Look through the data below, and copy each line that carries the word "PathBuf".
........
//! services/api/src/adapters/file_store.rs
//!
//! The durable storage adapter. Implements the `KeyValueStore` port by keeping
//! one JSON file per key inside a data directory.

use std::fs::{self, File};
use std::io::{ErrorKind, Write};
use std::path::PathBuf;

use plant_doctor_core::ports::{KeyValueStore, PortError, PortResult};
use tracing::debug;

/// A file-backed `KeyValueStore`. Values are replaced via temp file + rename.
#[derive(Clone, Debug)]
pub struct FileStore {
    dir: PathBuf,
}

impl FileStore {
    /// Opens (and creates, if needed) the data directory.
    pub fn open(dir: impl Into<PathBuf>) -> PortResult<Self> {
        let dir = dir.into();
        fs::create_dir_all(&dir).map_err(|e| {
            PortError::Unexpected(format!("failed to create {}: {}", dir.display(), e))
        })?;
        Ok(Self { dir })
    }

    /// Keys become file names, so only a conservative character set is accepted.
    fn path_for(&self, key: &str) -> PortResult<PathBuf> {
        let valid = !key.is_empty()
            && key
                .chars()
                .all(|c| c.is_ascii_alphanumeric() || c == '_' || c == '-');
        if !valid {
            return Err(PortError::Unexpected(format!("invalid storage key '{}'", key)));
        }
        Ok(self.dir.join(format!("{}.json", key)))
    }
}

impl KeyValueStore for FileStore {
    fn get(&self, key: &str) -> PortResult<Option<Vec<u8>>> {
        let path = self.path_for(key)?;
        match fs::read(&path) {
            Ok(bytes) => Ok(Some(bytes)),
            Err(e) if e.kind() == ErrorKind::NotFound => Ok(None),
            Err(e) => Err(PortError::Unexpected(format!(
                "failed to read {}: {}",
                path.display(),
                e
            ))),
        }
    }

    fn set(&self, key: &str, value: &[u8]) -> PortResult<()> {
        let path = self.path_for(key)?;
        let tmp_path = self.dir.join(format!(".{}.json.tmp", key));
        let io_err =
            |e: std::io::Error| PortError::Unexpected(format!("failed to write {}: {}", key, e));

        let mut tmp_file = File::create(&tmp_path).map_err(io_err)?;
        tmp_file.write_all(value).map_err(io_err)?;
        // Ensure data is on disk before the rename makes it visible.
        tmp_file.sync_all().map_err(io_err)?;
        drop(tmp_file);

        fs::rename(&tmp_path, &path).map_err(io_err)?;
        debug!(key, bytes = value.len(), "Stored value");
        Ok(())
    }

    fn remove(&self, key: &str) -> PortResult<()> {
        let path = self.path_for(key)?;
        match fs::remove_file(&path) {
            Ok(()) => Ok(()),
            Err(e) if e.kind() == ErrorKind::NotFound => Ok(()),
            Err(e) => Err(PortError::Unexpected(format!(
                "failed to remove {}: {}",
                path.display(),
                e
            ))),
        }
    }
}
........
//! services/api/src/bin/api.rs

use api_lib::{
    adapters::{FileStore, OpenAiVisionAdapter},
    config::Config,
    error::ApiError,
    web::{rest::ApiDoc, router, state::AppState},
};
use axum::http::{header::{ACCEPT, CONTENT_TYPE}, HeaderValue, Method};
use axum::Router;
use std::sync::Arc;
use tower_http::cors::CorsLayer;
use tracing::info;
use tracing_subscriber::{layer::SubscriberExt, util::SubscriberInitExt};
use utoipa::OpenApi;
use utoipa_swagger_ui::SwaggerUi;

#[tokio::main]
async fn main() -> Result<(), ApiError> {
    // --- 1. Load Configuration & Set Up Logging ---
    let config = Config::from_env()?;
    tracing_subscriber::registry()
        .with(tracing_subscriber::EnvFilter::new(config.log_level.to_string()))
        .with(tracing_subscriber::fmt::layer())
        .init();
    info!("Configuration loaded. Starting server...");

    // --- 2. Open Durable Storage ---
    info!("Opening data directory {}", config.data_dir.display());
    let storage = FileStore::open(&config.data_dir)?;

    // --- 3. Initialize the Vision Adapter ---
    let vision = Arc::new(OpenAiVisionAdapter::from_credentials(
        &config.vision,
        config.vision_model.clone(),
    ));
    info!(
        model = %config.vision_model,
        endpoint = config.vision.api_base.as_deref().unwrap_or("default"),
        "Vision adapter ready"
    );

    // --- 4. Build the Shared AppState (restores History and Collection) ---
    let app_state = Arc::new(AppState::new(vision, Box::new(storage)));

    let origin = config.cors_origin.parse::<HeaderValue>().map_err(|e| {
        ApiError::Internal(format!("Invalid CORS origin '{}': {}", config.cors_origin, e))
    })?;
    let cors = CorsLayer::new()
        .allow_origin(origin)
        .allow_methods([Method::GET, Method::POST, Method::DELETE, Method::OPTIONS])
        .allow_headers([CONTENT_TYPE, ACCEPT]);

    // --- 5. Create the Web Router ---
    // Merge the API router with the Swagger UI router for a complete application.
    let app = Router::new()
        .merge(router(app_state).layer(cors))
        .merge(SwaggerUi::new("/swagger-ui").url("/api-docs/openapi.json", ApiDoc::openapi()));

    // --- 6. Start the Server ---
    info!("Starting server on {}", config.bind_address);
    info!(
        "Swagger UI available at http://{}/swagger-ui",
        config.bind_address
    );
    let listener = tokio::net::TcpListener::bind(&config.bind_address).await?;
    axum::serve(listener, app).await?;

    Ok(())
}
........
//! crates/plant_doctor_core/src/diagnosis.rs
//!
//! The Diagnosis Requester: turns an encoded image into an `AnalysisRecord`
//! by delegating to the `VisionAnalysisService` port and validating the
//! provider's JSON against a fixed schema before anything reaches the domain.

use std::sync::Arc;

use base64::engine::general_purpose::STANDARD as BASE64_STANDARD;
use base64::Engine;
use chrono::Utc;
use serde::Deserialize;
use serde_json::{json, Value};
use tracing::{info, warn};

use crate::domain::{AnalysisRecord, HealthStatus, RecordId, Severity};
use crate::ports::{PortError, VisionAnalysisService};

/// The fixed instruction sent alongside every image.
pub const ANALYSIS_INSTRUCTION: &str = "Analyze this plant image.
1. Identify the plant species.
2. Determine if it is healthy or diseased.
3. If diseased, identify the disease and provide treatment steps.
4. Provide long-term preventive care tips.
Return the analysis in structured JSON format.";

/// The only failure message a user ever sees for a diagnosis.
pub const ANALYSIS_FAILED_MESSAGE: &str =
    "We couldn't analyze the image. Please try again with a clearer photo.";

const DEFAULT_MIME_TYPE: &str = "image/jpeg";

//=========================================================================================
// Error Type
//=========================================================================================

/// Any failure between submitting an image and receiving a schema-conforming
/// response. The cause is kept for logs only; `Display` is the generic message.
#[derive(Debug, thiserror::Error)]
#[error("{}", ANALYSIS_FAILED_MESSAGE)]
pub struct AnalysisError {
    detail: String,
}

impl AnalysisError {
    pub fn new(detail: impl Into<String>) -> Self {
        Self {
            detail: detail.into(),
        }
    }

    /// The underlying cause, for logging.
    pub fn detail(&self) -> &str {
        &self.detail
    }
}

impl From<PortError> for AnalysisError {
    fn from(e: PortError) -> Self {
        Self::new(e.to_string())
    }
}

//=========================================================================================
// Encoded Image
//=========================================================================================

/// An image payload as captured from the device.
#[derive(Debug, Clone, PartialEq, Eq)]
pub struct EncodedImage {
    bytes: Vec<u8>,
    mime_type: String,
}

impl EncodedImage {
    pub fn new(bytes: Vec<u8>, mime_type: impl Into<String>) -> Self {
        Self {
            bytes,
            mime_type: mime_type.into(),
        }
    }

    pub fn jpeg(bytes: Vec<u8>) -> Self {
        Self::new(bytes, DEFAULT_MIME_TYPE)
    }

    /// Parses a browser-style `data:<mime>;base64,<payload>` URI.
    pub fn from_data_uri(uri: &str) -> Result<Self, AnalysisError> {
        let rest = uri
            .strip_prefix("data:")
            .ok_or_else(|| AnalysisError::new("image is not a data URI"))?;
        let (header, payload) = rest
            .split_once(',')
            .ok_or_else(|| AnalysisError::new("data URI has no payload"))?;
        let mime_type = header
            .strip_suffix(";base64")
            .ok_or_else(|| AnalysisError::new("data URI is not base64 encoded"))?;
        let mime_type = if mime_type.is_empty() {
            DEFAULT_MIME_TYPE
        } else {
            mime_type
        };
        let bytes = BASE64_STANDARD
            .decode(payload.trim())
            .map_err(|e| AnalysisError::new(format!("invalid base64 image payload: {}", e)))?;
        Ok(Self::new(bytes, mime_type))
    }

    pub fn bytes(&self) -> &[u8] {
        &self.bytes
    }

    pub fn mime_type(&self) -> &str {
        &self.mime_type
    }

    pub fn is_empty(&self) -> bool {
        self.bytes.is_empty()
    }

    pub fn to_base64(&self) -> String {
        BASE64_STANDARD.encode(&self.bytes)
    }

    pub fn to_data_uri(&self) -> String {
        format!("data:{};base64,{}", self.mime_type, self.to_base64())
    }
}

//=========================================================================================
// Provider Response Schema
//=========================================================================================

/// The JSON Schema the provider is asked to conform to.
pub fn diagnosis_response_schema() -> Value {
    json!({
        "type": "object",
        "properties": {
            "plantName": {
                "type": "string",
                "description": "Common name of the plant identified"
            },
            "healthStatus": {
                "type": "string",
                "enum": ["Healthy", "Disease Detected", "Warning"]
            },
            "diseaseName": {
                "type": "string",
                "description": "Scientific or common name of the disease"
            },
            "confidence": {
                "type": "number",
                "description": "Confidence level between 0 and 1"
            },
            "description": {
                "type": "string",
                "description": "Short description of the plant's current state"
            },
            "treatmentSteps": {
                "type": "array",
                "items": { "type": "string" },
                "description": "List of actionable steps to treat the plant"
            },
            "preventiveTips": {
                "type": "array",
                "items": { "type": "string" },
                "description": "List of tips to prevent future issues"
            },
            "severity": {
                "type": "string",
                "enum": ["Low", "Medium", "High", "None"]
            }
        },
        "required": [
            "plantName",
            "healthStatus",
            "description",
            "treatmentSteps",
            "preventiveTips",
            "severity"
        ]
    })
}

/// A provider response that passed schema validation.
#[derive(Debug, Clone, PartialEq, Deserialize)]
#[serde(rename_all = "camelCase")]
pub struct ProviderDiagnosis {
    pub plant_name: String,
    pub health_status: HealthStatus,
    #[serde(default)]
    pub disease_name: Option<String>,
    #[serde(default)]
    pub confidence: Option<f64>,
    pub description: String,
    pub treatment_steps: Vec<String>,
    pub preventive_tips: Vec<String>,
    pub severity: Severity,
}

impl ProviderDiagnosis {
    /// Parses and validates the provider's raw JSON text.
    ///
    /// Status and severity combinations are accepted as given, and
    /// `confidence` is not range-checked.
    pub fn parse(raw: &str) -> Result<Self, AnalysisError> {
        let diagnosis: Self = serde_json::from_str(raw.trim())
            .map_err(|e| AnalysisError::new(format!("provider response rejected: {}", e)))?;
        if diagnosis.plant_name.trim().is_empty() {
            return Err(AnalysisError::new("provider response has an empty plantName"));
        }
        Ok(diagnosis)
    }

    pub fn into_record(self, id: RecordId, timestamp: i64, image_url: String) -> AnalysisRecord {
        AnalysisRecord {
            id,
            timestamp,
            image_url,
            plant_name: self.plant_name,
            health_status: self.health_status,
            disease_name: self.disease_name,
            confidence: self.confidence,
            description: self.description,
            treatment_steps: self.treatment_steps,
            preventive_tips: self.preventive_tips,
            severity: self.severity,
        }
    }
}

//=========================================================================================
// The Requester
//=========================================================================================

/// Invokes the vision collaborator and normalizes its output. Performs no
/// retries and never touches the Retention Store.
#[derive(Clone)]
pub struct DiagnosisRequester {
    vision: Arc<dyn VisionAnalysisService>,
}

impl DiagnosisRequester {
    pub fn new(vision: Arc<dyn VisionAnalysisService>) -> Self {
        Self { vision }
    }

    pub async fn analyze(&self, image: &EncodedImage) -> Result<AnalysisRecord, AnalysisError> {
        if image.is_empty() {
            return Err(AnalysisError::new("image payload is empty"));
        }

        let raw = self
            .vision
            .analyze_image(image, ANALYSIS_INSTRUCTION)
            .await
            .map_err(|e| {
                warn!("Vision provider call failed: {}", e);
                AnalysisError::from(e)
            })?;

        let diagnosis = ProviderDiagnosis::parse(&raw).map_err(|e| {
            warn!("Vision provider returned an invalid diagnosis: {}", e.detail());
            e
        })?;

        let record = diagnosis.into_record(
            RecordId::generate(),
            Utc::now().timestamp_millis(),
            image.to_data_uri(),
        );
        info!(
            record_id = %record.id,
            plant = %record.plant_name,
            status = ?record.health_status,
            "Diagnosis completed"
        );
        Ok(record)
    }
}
........
WRITTEN RESPONSE>
use std::path::PathBuf;
    dir: PathBuf,
    pub fn open(dir: impl Into<PathBuf>) -> PortResult<Self> {
    fn path_for(&self, key: &str) -> PortResult<PathBuf> {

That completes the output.